HOMAGE TO A HEALING CHAOS
If – like Prince Charles – you grew up with the Goons in the background (“Ying Tong! Bluebottle! He’s fallen in da water!” etc) this will ring bells. So will passing references to more staid shows which it eclipsed, like “Variety Bandbox” , “Ray’s a Laugh”, and the radio-ventriloquism of Educating Archie. If ,like me, you actually started work in radio twenty years after all that, you will still melt with nostalgia at Katie Lias’ artful set of old tape spools and microphones, and at Margaret Cabourn-Smith’s proudly deadpan demonstration of how to do radio sound effects with a tableful of junk. But no need for any of this: all you need is an appreciation of the vital forces of comedy and its eternal war with respectable statis.
For Spike Milligan, our hero, was a force of disruptive fun, joy and disrespect compared to whom our calculatedly Insta-friendly “edgy” moderns are toddlers. He had been on the WW2 front line: the explosions at the end of every sketch (often connected with the stomach of Harry Secombe as Major Seagoon) are dramatically reflected, in Paul Hart’s deft direction, by sudden trench flashbacks. And, later, by eruptions of Spike’s PTSD. As a brief funny “The Critics” scene puts it at one point with arch intellectualism, the show is “shellshock on radio”. We also glancingly learn that the first producer Dennis Main Wilson had been among the first on the Normandy Beaches, and his successor Peter Eton was at Dunkirk.

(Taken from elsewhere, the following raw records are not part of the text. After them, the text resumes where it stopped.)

pub mod commands;

use clap::{Parser, Subcommand};
use dreamstore_core::config::{AppConfig, LoadOptions};
use dreamstore_core::ALL_CATEGORIES;
use std::process::ExitCode;

use commands::query::QueryArgs;

#[derive(Debug, Parser)]
#[command(
    name = "dreamstore",
    about = "Dreamstore catalog CLI",
    long_about = "Query, inspect, and health-check the Dreamstore product catalog.",
    after_help = "Examples:\n  dreamstore query --search adobe --category Software\n  dreamstore query --slug ai-tools --sort discount --json\n  dreamstore show 7\n  dreamstore categories --json\n  dreamstore doctor --json"
)]
pub struct Cli {
    #[command(subcommand)]
    command: Command,
}

#[derive(Debug, Subcommand)]
enum Command {
    #[command(about = "Run a filtered, sorted catalog query and print the resulting view")]
    Query {
        #[arg(long, default_value = "", help = "Free-text search over name, description, and category")]
        search: String,
        #[arg(
            long,
            default_value = ALL_CATEGORIES,
            help = "Exact category label, or `all` for no filter"
        )]
        category: String,
        #[arg(long, help = "Category deep-link slug; wins over --category when it resolves")]
        slug: Option<String>,
        #[arg(long, default_value = "name", help = "name | price-low | price-high | discount")]
        sort: String,
        #[arg(long, help = "Emit machine-readable JSON output")]
        json: bool,
    },
    #[command(about = "Show one product with its related products")]
    Show {
        #[arg(help = "Product id")]
        id: u64,
        #[arg(long, help = "Emit machine-readable JSON output")]
        json: bool,
    },
    #[command(about = "List catalog categories with product counts")]
    Categories {
        #[arg(long, help = "Emit machine-readable JSON output")]
        json: bool,
    },
    #[command(
        about = "Inspect effective configuration values with source attribution"
    )]
    Config,
    #[command(about = "Validate config, catalog source, and snapshot integrity")]
    Doctor {
        #[arg(long, help = "Emit machine-readable JSON output")]
        json: bool,
    },
}

fn init_logging(config: &AppConfig) {
    use dreamstore_core::config::LogFormat::*;
    use tracing::Level;

    let log_level = config.logging.level.parse::<Level>().unwrap_or(Level::INFO);

    match config.logging.format {
        Compact => {
            let _ = tracing_subscriber::fmt()
                .with_target(false)
                .with_max_level(log_level)
                .compact()
                .try_init();
        }
        Pretty => {
            let _ = tracing_subscriber::fmt()
                .with_target(false)
                .with_max_level(log_level)
                .pretty()
                .try_init();
        }
        Json => {
            let _ = tracing_subscriber::fmt()
                .with_target(false)
                .with_max_level(log_level)
                .json()
                .try_init();
        }
    }
}

pub fn run() -> ExitCode {
    let cli = Cli::parse();

    // Commands validate configuration themselves; logging falls back to
    // defaults when the config cannot load so the failure still gets printed.
    let logging_config = AppConfig::load(LoadOptions::default()).unwrap_or_default();
    init_logging(&logging_config);

    let result = match cli.command {
        Command::Query { search, category, slug, sort, json } => {
            commands::query::run(QueryArgs { search, category, slug, sort, json })
        }
        Command::Show { id, json } => commands::show::run(id, json),
        Command::Categories { json } => commands::categories::run(json),
        Command::Config => {
            commands::CommandResult { exit_code: 0, output: commands::config::run() }
        }
        Command::Doctor { json } => {
            commands::CommandResult { exit_code: 0, output: commands::doctor::run(json) }
        }
    };

    println!("{}", result.output);
    ExitCode::from(result.exit_code)
}
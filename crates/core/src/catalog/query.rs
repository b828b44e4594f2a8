use serde::{Deserialize, Serialize};

use crate::catalog::filter::{filter_products, CategoryFilter};
use crate::catalog::sort::{sort_products, SortKey};
use crate::domain::product::Product;

/// The caller-side state of a catalog query, passed in explicitly instead of
/// living in hidden UI state.
#[derive(Clone, Debug, Default, PartialEq, Eq, Serialize, Deserialize)]
pub struct QueryParams {
    pub search: String,
    pub category: CategoryFilter,
    pub sort: SortKey,
}

impl QueryParams {
    /// Build params from the raw strings a UI hands over: the `"all"`
    /// sentinel selects no category filter and unrecognized sort spellings
    /// fall back to name ordering.
    pub fn from_selection(search: &str, selected_category: &str, sort_by: &str) -> Self {
        Self {
            search: search.to_owned(),
            category: CategoryFilter::parse(selected_category),
            sort: SortKey::parse(sort_by),
        }
    }
}

/// Filter then sort, each exactly once. Pure: the same snapshot and params
/// always produce the same view, and the snapshot itself is never touched.
/// Zero matches come back as an empty vector.
pub fn query_products(products: &[Product], params: &QueryParams) -> Vec<Product> {
    let mut view = filter_products(products, &params.search, &params.category);
    sort_products(&mut view, params.sort);
    view
}

pub trait QueryEngine: Send + Sync {
    fn query(&self, products: &[Product], params: &QueryParams) -> Vec<Product>;
}

#[derive(Default)]
pub struct DeterministicQueryEngine;

impl QueryEngine for DeterministicQueryEngine {
    fn query(&self, products: &[Product], params: &QueryParams) -> Vec<Product> {
        query_products(products, params)
    }
}

#[cfg(test)]
mod tests {
    use rust_decimal::Decimal;

    use super::{query_products, DeterministicQueryEngine, QueryEngine, QueryParams};
    use crate::catalog::filter::CategoryFilter;
    use crate::catalog::sort::SortKey;
    use crate::domain::product::{Product, ProductId};

    fn product(id: u64, name: &str, category: &str, regular: i64, sale: Option<i64>) -> Product {
        Product {
            id: ProductId(id),
            name: name.to_owned(),
            description: format!("{name} subscription"),
            category: category.to_owned(),
            regular_price: Decimal::from(regular),
            sale_price: sale.map(Decimal::from),
            image: String::new(),
            external_url: String::new(),
            button_text: None,
        }
    }

    fn storefront() -> Vec<Product> {
        vec![
            product(1, "Runway ML Unlimited", "AI Tools", 8000, Some(1600)),
            product(2, "Adobe Creative Cloud", "Software", 4500, Some(999)),
            product(3, "Prime Video Yearly", "Indian OTT", 1500, Some(649)),
            product(4, "Adobe Acrobat Pro", "Software", 1800, None),
            product(5, "Grammarly Premium", "Writing Tools", 1200, None),
        ]
    }

    fn ids(products: &[Product]) -> Vec<u64> {
        products.iter().map(|p| p.id.0).collect()
    }

    #[test]
    fn from_selection_applies_sentinel_and_fallback() {
        let params = QueryParams::from_selection("adobe", "all", "bogus");
        assert_eq!(params.search, "adobe");
        assert_eq!(params.category, CategoryFilter::All);
        assert_eq!(params.sort, SortKey::Name);

        let params = QueryParams::from_selection("", "Software", "price-high");
        assert_eq!(params.category, CategoryFilter::Exact("Software".to_owned()));
        assert_eq!(params.sort, SortKey::PriceHigh);
    }

    #[test]
    fn default_query_returns_the_whole_snapshot_name_ordered() {
        let products = storefront();
        let view = query_products(&products, &QueryParams::default());
        assert_eq!(view.len(), products.len());
        assert_eq!(ids(&view), vec![4, 2, 5, 3, 1]);
    }

    #[test]
    fn repeated_queries_are_identical() {
        let products = storefront();
        let params = QueryParams::from_selection("a", "all", "discount");
        assert_eq!(query_products(&products, &params), query_products(&products, &params));
    }

    #[test]
    fn query_leaves_the_snapshot_untouched() {
        let products = storefront();
        let before = products.clone();
        let _ = query_products(&products, &QueryParams::from_selection("", "all", "price-low"));
        assert_eq!(products, before);
    }

    #[test]
    fn combined_filter_requires_both_predicates() {
        let products = storefront();
        let params = QueryParams::from_selection("adobe", "Software", "name");
        let view = query_products(&products, &params);
        assert_eq!(ids(&view), vec![4, 2]);
    }

    #[test]
    fn no_match_yields_an_empty_view() {
        let products = storefront();
        let params = QueryParams::from_selection("zzzznomatch", "all", "name");
        assert!(query_products(&products, &params).is_empty());
    }

    #[test]
    fn empty_snapshot_is_a_valid_input() {
        let view = query_products(&[], &QueryParams::default());
        assert!(view.is_empty());
    }

    #[test]
    fn engine_trait_matches_the_free_function() {
        let products = storefront();
        let params = QueryParams::from_selection("", "all", "price-high");
        let engine = DeterministicQueryEngine;
        assert_eq!(engine.query(&products, &params), query_products(&products, &params));
    }
}
use std::path::PathBuf;
use std::sync::Arc;

use anyhow::Result;
use clap::Parser;
use tracing::{info, warn};
use tracing_subscriber::EnvFilter;

use regionstat::{Aggregator, ApiServer, DatasetStore, FileSource, Overrides, Settings};

#[derive(Parser, Debug)]
#[command(name = "regionstat")]
#[command(about = "Serve per-region latency statistics over HTTP")]
struct Args {
    /// Path to a config file (TOML, JSON or YAML)
    #[arg(short, long)]
    config: Option<PathBuf>,

    /// Address to listen on (host:port)
    #[arg(short, long)]
    listen: Option<String>,

    /// Path to the observations JSON file
    #[arg(short, long)]
    data: Option<PathBuf>,

    /// Path of the statistics endpoint
    #[arg(long)]
    api_path: Option<String>,

    /// Log filter used when RUST_LOG is not set (e.g. "info", "regionstat=debug")
    #[arg(long)]
    log_level: Option<String>,

    /// Load the dataset, print a summary and exit without serving
    #[arg(long)]
    check: bool,
}

#[tokio::main]
async fn main() -> Result<()> {
    let args = Args::parse();

    let overrides = Overrides {
        listen_addr: args.listen,
        api_path: args.api_path,
        data_file: args.data,
        log_level: args.log_level,
    };
    let settings = Settings::load(args.config.as_deref(), &overrides)?;

    let filter = EnvFilter::try_from_default_env()
        .or_else(|_| EnvFilter::try_new(&settings.log_level))?;
    tracing_subscriber::fmt().with_env_filter(filter).init();

    let source = FileSource::new(&settings.data_file);
    let outcome = DatasetStore::load(&source);

    if args.check {
        return check(outcome);
    }

    let store = Arc::new(outcome.into_store());
    info!(dataset = %store, "Dataset ready");

    let server = ApiServer::new(settings.server_config(), Aggregator::new(store))?;
    let listener = server.bind().await?;

    tokio::select! {
        result = server.serve(listener) => result?,
        _ = tokio::signal::ctrl_c() => info!("Shutting down"),
    }

    Ok(())
}

/// Report what was loaded and exit non-zero if the dataset fell back to empty.
fn check(outcome: regionstat::LoadOutcome) -> Result<()> {
    match outcome.report() {
        Ok(report) => {
            print!("{}", report);
            Ok(())
        }
        Err(error) => {
            warn!(%error, "Dataset check failed");
            Err(anyhow::anyhow!("dataset unavailable: {}", error))
        }
    }
}
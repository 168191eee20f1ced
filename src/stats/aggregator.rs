//! Per-region aggregation over the frozen dataset.

use std::sync::Arc;

use regionstat_types::{LatencyRequest, RegionResult};

use super::percentile::{mean, percentile, P95};
use crate::dataset::DatasetStore;

/// Computes per-region statistics against a shared dataset.
///
/// Stateless apart from the shared store, so clones can be handed to any
/// number of concurrent request handlers.
///
/// # Example
///
/// ```
/// use std::sync::Arc;
/// use regionstat::{Aggregator, DatasetStore, Observation};
///
/// let store = DatasetStore::new(vec![
///     Observation::new("a", 100.0, 99.0),
///     Observation::new("a", 300.0, 98.0),
/// ]);
/// let aggregator = Aggregator::new(Arc::new(store));
///
/// let results = aggregator.compute(&["a", "missing"], 150.0);
/// assert_eq!(results[0].avg_latency, 200.0);
/// assert_eq!(results[0].breaches, 1);
/// assert_eq!(results[1].avg_latency, 0.0);
/// ```
#[derive(Debug, Clone)]
pub struct Aggregator {
    store: Arc<DatasetStore>,
}

impl Aggregator {
    /// Create an aggregator over a shared store.
    pub fn new(store: Arc<DatasetStore>) -> Self {
        Self { store }
    }

    /// The store being aggregated.
    pub fn store(&self) -> &DatasetStore {
        &self.store
    }

    /// Compute one result per requested region, in request order.
    ///
    /// Duplicate regions produce duplicate, independently computed entries.
    /// Regions with no observations produce a zero-valued result.
    pub fn compute<S: AsRef<str>>(&self, regions: &[S], threshold_ms: f64) -> Vec<RegionResult> {
        regions
            .iter()
            .map(|region| self.summarize(region.as_ref(), threshold_ms))
            .collect()
    }

    /// Compute results for a decoded request.
    pub fn compute_request(&self, request: &LatencyRequest) -> Vec<RegionResult> {
        self.compute(&request.regions, request.threshold_ms)
    }

    fn summarize(&self, region: &str, threshold_ms: f64) -> RegionResult {
        let mut latencies = Vec::new();
        let mut uptimes = Vec::new();
        let mut breaches = 0u64;

        for obs in self.store.observations_for(region) {
            latencies.push(obs.latency_ms);
            uptimes.push(obs.uptime_pct);
            if obs.exceeds(threshold_ms) {
                breaches += 1;
            }
        }

        let (Some(avg_latency), Some(p95_latency), Some(avg_uptime)) = (
            mean(&latencies),
            percentile(&latencies, P95),
            mean(&uptimes),
        ) else {
            return RegionResult::empty(region);
        };

        RegionResult {
            region: region.to_string(),
            avg_latency,
            p95_latency,
            avg_uptime,
            breaches,
        }
    }
}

So in a pleasing way, it is a kind of sequel the the last play by Ian Hislop and Nick Newman. The Wipers Times , about the unofficial rude newspaper by soldiers in the trenches (review, https://theatrecat.com/?s=wipers+times+r). Spike Milligan, who not only performed but wrote these Goons Shows for about half what his more famous co-stars Sellers and Secombe were paid, drew much of his comedy not ,as the parody critics croon, from Ionesco and the Modernists but from the more solid and more awful absurdism of war itself. There are parodies of the officer-class, evocations of senseless chaos, lavatory humour, and hilarity at pomposity whether of BBC executives ( corporately portrayed with fine stiffness by Robert Mountford) or of public coverage- “Richard Dinglebury on the Gold Microphone of State”.
Comedy was for Spike, bipolar and difficult and clever, both an outlet and a terrifying chore: here are sequences of desperate, tap-dance rhythm typing as his home life and marriage got ever more strained, his sense of inferiority and victimhood rose, and his mind wandered, to the extent of once in his dressing-gown deciding to kill Peter Sellers for making it all so difficult. “Do not disturbed. Disturbed enough already” said the sign on Spike’s door, and once, sadly, he says that in the army at least you could be funny for fun – no pressure.
John Dagliesh, looking very like a mid-period Jonathan Miller, is superb as Spike, inhabiting both the miseries and the fun with sly, audience-aware glances and drop-dead gags; George Kemp is fine as the chilly oddball Sellers; but the relationship which warms the play is between Dagliesh’s Spike and Jeremy Lloyd’s Harry Secombe, the Welsh crooner-comic with the infuriating giggle ever who is shown as the closest friend, properly caring about Spike both in the pub (the backdrops are Spike-style doodles) and in the nervous crisis of the second act which put him in hospital.
I can’t say it’s a perfect play in form, though undoubtedly is a perfect post-pandemic pickup lark with which to spend two hours. But what raised it for me is those moments of warmth, a sense of tribute and of the rarely acknowledged fact that even great clowns and great stars need a bit of loving friendship. As it happens, I was at the same table, as Midweek host, on the now-famed occasion when a much younger Hislop had to interview the older Spike, and spilt his water so that his notes and questions dissolved.
And I remember not only Ian’s brief horror but the slow, spreading smile of mischief on the great comedian’s face at this disaster. Some comics would have taken the chance to rot up their young interviewer, but he didn’t. The warmth of the man was as real as his eccentricity and depressions, and he behaved like a proper and kindly gent. So I liked this tribute to him, very much.